### WORK INSTRUCTION
Search the records for the string "BoxFuture", then copy each line where it appears.

### EXCERPTED RECORDS
· · · ·
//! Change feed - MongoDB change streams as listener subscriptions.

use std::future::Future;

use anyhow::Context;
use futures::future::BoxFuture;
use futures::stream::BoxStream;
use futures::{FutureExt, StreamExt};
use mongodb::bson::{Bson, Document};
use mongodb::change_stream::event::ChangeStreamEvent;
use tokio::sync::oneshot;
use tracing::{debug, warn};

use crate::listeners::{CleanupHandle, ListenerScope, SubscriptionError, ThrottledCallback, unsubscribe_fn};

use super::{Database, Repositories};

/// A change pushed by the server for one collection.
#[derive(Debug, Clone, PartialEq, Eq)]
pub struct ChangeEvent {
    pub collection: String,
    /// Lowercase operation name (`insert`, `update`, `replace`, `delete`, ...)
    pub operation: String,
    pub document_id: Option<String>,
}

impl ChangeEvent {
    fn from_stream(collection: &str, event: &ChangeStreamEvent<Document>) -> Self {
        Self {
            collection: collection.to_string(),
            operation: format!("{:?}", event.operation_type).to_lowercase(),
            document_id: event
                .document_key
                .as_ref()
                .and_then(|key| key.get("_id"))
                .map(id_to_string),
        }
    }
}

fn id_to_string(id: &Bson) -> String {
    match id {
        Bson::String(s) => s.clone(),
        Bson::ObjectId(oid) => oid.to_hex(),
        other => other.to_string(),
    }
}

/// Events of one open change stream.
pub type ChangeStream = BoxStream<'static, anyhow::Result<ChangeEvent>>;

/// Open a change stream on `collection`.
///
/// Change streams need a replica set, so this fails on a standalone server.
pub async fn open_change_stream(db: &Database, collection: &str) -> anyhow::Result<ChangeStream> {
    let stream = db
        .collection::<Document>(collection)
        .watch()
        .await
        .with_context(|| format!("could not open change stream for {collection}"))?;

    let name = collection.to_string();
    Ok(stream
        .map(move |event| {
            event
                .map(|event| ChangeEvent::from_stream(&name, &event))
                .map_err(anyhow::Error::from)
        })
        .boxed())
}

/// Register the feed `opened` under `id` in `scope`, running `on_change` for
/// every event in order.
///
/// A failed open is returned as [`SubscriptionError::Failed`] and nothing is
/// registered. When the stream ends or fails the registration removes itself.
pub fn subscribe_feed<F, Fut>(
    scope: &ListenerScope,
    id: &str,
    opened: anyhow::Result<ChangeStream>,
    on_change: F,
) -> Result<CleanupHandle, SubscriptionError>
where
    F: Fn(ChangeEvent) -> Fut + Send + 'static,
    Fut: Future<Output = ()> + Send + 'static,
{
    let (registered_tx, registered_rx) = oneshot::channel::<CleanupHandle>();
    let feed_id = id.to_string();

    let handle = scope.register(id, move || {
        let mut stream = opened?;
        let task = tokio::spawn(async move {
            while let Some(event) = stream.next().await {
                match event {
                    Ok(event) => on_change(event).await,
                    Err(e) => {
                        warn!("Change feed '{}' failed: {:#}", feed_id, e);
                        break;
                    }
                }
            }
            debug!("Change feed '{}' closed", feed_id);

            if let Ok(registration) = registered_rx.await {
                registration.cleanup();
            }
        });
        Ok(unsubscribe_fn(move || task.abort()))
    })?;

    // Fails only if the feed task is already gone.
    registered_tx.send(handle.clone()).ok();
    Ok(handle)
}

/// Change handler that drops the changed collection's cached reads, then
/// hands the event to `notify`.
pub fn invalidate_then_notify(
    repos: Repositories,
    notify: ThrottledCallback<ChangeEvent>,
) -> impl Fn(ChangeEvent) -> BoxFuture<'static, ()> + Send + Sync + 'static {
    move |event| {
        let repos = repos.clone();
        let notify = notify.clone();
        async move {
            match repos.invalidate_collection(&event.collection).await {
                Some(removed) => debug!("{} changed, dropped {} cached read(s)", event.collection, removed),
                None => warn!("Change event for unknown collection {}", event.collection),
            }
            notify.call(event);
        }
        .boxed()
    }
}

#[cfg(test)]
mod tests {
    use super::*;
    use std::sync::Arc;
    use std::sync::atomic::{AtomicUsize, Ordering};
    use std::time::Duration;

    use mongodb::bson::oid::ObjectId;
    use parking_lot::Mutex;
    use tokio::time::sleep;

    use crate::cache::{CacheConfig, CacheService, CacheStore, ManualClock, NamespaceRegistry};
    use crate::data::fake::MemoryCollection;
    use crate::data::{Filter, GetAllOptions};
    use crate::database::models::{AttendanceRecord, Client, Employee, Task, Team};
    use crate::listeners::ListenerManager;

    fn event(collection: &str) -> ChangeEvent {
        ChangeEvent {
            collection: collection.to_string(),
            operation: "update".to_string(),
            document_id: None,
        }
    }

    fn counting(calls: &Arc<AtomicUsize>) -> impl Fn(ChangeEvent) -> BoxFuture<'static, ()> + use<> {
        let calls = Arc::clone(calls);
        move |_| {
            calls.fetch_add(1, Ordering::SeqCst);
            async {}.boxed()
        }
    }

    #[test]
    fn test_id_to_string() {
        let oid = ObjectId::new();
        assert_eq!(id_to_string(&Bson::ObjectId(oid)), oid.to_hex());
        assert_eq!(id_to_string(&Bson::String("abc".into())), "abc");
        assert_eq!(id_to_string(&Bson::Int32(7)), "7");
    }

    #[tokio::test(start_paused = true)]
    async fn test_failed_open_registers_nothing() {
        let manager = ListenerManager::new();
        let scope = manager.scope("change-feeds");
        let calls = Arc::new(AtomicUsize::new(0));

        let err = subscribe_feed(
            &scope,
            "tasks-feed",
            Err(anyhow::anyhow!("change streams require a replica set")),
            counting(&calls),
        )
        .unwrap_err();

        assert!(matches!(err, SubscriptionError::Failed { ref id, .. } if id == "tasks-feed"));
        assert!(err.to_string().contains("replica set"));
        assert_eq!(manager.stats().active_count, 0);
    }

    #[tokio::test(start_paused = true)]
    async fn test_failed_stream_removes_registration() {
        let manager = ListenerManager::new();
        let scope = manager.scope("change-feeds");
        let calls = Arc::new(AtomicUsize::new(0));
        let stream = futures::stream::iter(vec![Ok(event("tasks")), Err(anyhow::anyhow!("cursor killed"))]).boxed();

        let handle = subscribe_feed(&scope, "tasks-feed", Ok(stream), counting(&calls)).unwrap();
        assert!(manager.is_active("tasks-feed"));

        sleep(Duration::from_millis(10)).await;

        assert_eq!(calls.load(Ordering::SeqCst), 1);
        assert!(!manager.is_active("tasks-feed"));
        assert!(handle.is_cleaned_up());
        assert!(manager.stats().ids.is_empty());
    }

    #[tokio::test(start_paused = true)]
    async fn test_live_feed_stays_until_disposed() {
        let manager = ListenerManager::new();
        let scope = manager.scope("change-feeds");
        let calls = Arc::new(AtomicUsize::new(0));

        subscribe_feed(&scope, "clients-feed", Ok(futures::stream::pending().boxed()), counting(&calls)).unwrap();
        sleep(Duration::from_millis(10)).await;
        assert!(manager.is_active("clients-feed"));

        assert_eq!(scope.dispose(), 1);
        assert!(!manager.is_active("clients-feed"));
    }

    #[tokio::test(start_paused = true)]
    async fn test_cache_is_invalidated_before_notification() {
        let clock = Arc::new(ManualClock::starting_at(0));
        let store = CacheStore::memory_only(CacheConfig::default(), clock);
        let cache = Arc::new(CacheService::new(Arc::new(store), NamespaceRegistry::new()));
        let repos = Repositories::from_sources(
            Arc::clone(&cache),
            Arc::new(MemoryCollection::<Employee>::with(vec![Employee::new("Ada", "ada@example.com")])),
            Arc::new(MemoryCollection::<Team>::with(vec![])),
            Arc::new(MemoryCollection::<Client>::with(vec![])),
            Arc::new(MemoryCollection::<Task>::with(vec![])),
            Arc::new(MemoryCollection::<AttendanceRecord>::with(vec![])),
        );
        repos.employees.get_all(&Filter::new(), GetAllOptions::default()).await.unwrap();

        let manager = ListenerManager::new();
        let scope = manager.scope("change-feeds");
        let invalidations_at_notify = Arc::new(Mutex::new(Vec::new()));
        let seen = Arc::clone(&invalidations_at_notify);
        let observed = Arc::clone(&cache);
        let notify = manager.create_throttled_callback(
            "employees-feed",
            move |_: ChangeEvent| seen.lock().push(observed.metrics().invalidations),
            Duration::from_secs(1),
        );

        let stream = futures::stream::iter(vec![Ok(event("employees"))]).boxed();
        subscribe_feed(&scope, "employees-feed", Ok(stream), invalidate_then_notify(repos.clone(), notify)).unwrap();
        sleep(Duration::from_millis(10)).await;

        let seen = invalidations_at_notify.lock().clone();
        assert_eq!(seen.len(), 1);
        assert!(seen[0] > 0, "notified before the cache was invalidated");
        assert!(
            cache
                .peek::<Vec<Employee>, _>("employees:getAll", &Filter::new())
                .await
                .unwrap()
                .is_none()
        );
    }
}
· · · ·
### EXPECTED ANSWER
use futures::future::BoxFuture;
) -> impl Fn(ChangeEvent) -> BoxFuture<'static, ()> + Send + Sync + 'static {
    fn counting(calls: &Arc<AtomicUsize>) -> impl Fn(ChangeEvent) -> BoxFuture<'static, ()> + use<> {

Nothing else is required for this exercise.